The pathophysiology: chronic alveolar hypoxia from emphysema/chronic bronchitis causes pulmonary vasoconstriction (hypoxic pulmonary vasoconstriction is normally protective by matching ventilation to perfusion, but chronic generalized hypoxia produces sustained vasoconstriction and vascular remodeling). Over years, the pulmonary vascular bed becomes fixed-narrowed, pulmonary artery pressure rises, and right ventricular afterload increases. The right ventricle hypertrophies and eventually fails — producing systemic venous congestion (JVD, hepatomegaly, peripheral edema) with relatively preserved left ventricular function.
Distinguish: chronic respiratory acidosis IS present but is a consequence of CO2 retention, not the direct cause of the cor pulmonale findings; coronary plaque/CAD would produce angina and LV failure (pulmonary edema, S3) rather than right-sided failure; "decreased intrathoracic gas volume" is the opposite of COPD (which features increased lung volumes and hyperinflation). The unifying answer is elevated pulmonary artery pressure causing cor pulmonale.
**Why each option:**
**A.** Chronic hypoxic pulmonary vasoconstriction in long-standing COPD elevates pulmonary artery pressure, causing right ventricular hypertrophy and failure (cor pulmonale) — exactly this patient's plethora, JVD, and edema.
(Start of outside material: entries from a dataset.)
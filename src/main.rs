mod analytics;
mod app;
mod components;
mod draw;
mod keys;
mod state;
mod ui;

use crate::app::App;
use crate::state::app_settings::DEFAULT_LOG_LEVEL;
use crate::state::messages::{NetworkRequest, NetworkResponse, UiEvent};
use crate::state::network::{LoadingState, NetworkWorker};
use crossterm::event::{self as crossterm_event, Event};
use crossterm::{cursor, execute, terminal};
use log::{error, info};
use nba_stats_api::client::NbaStatsApi;
use std::io::Stdout;
use std::sync::Arc;
use std::{io, panic};
use tokio::sync::{Mutex, mpsc};
use tui::{Terminal, backend::CrosstermBackend};

#[tokio::main]
async fn main() -> anyhow::Result<()> {
    if handle_cli_args() {
        return Ok(());
    }

    better_panic::install();

    let backend = CrosstermBackend::new(io::stdout());
    let terminal = Terminal::new(backend)?;

    setup_panic_hook();
    setup_terminal();

    tui_logger::init_logger(DEFAULT_LOG_LEVEL)?;
    tui_logger::set_default_level(DEFAULT_LOG_LEVEL);

    let app = App::new();
    let client = match app.settings.stats_base_url.as_deref() {
        Some(url) => NbaStatsApi::with_base_url(url),
        None => NbaStatsApi::new(),
    };
    let cache_ttl = app.settings.cache_ttl;
    info!("stats source {}", client.base_url());
    let app = Arc::new(Mutex::new(app));

    let (ui_event_tx, ui_event_rx) = mpsc::channel::<UiEvent>(100);
    let (network_req_tx, network_req_rx) = mpsc::channel::<NetworkRequest>(100);
    let (network_resp_tx, network_resp_rx) = mpsc::channel::<NetworkResponse>(100);

    // Input handler thread
    let input_handler = tokio::spawn(input_handler_task(ui_event_tx.clone()));

    // Network thread
    let network_worker = NetworkWorker::new(client, cache_ttl, network_req_rx, network_resp_tx);
    let network_task = tokio::spawn(network_worker.run());

    // Trigger the first season load
    let _ = ui_event_tx.send(UiEvent::AppStarted).await;

    main_ui_loop(terminal, app, ui_event_rx, network_req_tx, network_resp_rx).await;

    input_handler.abort();
    network_task.abort();

    Ok(())
}

fn handle_cli_args() -> bool {
    let mut args = std::env::args().skip(1);
    let Some(arg) = args.next() else {
        return false;
    };

    match arg.as_str() {
        "-h" | "--help" => {
            println!("{}", usage_text());
            true
        }
        "-V" | "--version" => {
            println!("courtside {}", env!("CARGO_PKG_VERSION"));
            true
        }
        _ => {
            eprintln!("Unknown argument: {arg}\n\n{}", usage_text());
            std::process::exit(2);
        }
    }
}

fn usage_text() -> &'static str {
    "courtside - NBA player percentiles, career trends and trade what-ifs

Usage:
  courtside
  courtside --help
  courtside --version

Config:
  $XDG_CONFIG_HOME/courtside/settings.json (or ~/.config/courtside/settings.json)

Environment:
  COURTSIDE_SEASON      Season shown on startup, e.g. 2023-24
  COURTSIDE_MIN_GAMES   Minimum games played filter (0-82, default 15)
  COURTSIDE_STATS_URL   Stats service base URL (default https://stats.nba.com/stats)
  COURTSIDE_LOG         Log level: error, warn, info, debug, trace"
}

async fn main_ui_loop(
    mut terminal: Terminal<CrosstermBackend<Stdout>>,
    app: Arc<Mutex<App>>,
    mut ui_events: mpsc::Receiver<UiEvent>,
    network_requests: mpsc::Sender<NetworkRequest>,
    mut network_responses: mpsc::Receiver<NetworkResponse>,
) {
    let mut loading = LoadingState::default();

    loop {
        tokio::select! {
            Some(ui_event) = ui_events.recv() => {
                let should_redraw = handle_ui_event(ui_event, &app, &network_requests).await;
                if should_redraw {
                    let app_guard = app.lock().await;
                    draw::draw(&mut terminal, &app_guard, loading);
                }
            }

            Some(response) = network_responses.recv() => {
                let should_redraw =
                    handle_network_response(response, &app, &network_requests, &mut loading).await;
                if should_redraw {
                    let app_guard = app.lock().await;
                    draw::draw(&mut terminal, &app_guard, loading);
                }
            }

            else => break,
        }
    }
}

async fn handle_ui_event(
    ui_event: UiEvent,
    app: &Arc<Mutex<App>>,
    network_requests: &mpsc::Sender<NetworkRequest>,
) -> bool {
    match ui_event {
        UiEvent::AppStarted => {
            let request = app.lock().await.season_request();
            let _ = network_requests.send(request).await;
            true
        }
        UiEvent::KeyPressed(key_event) => {
            keys::handle_key_bindings(key_event, app, network_requests).await;
            true
        }
        UiEvent::Resize => true,
    }
}

async fn handle_network_response(
    response: NetworkResponse,
    app: &Arc<Mutex<App>>,
    network_requests: &mpsc::Sender<NetworkRequest>,
    loading: &mut LoadingState,
) -> bool {
    let mut guard = app.lock().await;
    match response {
        NetworkResponse::LoadingStateChanged { loading_state } => {
            *loading = loading_state;
        }
        NetworkResponse::SeasonLoaded { table } => {
            guard.on_season_loaded(table);
        }
        NetworkResponse::SeasonFailed { season, message } => {
            error!("Season {season} failed: {message}");
            guard.on_season_failed(season, message);
        }
        NetworkResponse::CareerLoaded { career } => {
            guard.on_career_loaded(career);
        }
        NetworkResponse::CareerFailed { player_id, message } => {
            guard.on_career_failed(player_id, message);
        }
    }

    // A new season can change the primary player under the career tab.
    let career = guard.career_request();
    drop(guard);
    if let Some(request) = career {
        let _ = network_requests.send(request).await;
    }
    true
}

async fn input_handler_task(ui_events: mpsc::Sender<UiEvent>) {
    loop {
        if let Ok(event) = crossterm_event::read() {
            let ui_event = match event {
                Event::Key(key_event) => Some(UiEvent::KeyPressed(key_event)),
                Event::Resize(_, _) => Some(UiEvent::Resize),
                _ => None,
            };

            if let Some(ui_event) = ui_event
                && ui_events.send(ui_event).await.is_err()
            {
                break;
            }
        }
    }
}

fn setup_terminal() {
    let mut stdout = io::stdout();
    let _ = execute!(stdout, cursor::Hide);
    let _ = execute!(stdout, terminal::EnterAlternateScreen);
    let _ = execute!(stdout, terminal::Clear(terminal::ClearType::All));
    let _ = terminal::enable_raw_mode();
}

pub fn cleanup_terminal() {
    let mut stdout = io::stdout();
    let _ = execute!(stdout, cursor::MoveTo(0, 0));
    let _ = execute!(stdout, terminal::Clear(terminal::ClearType::All));
    let _ = execute!(stdout, terminal::LeaveAlternateScreen);
    let _ = execute!(stdout, cursor::Show);
    let _ = terminal::disable_raw_mode();
}

fn setup_panic_hook() {
    panic::set_hook(Box::new(|panic_info| {
        cleanup_terminal();
        better_panic::Settings::auto().create_panic_handler()(panic_info);
    }));
}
**B.** Chronic respiratory acidosis is present in advanced COPD but is a consequence of CO2 retention; the systemic congestion and right-sided failure are directly explained by elevated pulmonary artery pressure, not acidosis.
**C.** Coronary plaque (CAD) causes angina or LV failure with pulmonary congestion — not the right-sided heart failure pattern (JVD, peripheral edema) in a smoker with wheezing and plethora.
**D.** COPD produces INCREASED intrathoracic gas volume (hyperinflation) from air trapping — the opposite of decreased lung volume.